» **Problem requirements**
What lines of the data below hold "trim"? Show them.

Stored items:
--- START ---
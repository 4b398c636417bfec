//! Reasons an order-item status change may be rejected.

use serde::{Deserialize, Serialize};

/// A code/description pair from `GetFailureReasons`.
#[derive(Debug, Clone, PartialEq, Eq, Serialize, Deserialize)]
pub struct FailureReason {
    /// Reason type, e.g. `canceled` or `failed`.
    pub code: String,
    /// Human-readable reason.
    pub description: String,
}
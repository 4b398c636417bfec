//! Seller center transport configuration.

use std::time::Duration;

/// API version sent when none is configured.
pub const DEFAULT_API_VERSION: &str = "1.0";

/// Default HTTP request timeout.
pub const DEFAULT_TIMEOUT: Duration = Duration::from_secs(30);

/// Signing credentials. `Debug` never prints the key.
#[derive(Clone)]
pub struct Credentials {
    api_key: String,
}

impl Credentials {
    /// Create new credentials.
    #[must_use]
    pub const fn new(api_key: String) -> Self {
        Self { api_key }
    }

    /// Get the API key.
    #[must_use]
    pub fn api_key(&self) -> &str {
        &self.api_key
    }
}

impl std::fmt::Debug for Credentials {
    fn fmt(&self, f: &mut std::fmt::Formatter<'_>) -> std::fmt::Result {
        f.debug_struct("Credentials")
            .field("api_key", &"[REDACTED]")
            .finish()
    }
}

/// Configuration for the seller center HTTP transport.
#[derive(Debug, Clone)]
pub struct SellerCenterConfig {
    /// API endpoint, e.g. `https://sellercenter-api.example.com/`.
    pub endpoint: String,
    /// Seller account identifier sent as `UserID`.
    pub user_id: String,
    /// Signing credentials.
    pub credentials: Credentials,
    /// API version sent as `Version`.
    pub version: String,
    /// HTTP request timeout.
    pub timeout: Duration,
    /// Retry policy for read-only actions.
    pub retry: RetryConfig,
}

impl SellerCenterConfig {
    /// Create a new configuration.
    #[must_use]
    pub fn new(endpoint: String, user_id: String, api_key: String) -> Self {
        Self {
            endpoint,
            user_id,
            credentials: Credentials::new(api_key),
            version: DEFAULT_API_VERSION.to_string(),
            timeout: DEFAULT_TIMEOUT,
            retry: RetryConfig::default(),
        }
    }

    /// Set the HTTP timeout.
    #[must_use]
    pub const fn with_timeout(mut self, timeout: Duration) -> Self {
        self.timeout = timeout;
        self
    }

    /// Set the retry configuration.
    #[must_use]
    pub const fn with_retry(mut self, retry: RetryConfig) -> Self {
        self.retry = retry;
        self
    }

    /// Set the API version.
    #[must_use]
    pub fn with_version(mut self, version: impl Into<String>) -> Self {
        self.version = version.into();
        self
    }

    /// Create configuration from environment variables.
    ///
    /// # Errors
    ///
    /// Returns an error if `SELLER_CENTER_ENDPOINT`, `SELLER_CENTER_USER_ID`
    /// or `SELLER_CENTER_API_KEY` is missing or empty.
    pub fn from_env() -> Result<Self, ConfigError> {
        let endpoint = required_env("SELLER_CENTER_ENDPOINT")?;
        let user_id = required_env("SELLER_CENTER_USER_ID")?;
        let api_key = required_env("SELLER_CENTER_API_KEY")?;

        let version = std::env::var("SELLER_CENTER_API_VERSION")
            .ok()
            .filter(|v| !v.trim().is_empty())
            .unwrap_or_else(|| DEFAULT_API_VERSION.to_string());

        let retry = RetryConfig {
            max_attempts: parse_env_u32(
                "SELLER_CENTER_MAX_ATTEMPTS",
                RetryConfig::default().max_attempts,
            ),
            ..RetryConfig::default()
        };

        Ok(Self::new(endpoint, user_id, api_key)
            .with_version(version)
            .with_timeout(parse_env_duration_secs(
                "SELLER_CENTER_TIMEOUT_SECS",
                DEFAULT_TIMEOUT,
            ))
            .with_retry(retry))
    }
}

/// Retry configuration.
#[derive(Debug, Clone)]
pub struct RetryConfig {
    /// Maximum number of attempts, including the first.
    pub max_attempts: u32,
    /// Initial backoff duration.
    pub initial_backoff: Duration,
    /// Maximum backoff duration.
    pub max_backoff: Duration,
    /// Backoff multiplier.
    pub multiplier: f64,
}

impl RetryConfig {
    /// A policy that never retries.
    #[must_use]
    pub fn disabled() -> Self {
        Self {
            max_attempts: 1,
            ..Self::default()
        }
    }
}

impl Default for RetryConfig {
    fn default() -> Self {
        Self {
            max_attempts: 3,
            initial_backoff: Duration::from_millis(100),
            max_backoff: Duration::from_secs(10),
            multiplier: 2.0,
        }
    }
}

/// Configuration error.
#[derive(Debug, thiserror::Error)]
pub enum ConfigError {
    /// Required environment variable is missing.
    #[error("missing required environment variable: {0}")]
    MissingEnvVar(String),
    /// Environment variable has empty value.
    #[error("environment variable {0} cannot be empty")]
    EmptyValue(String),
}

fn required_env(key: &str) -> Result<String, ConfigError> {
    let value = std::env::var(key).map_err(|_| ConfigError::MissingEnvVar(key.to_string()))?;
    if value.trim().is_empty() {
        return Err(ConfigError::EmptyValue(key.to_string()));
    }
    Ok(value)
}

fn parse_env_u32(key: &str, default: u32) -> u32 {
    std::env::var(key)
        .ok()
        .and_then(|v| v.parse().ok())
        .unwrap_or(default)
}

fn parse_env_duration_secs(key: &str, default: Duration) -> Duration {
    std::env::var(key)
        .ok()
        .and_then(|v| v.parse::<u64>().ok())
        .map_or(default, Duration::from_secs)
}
--- END ---
» **Written response**
            .filter(|v| !v.trim().is_empty())
    if value.trim().is_empty() {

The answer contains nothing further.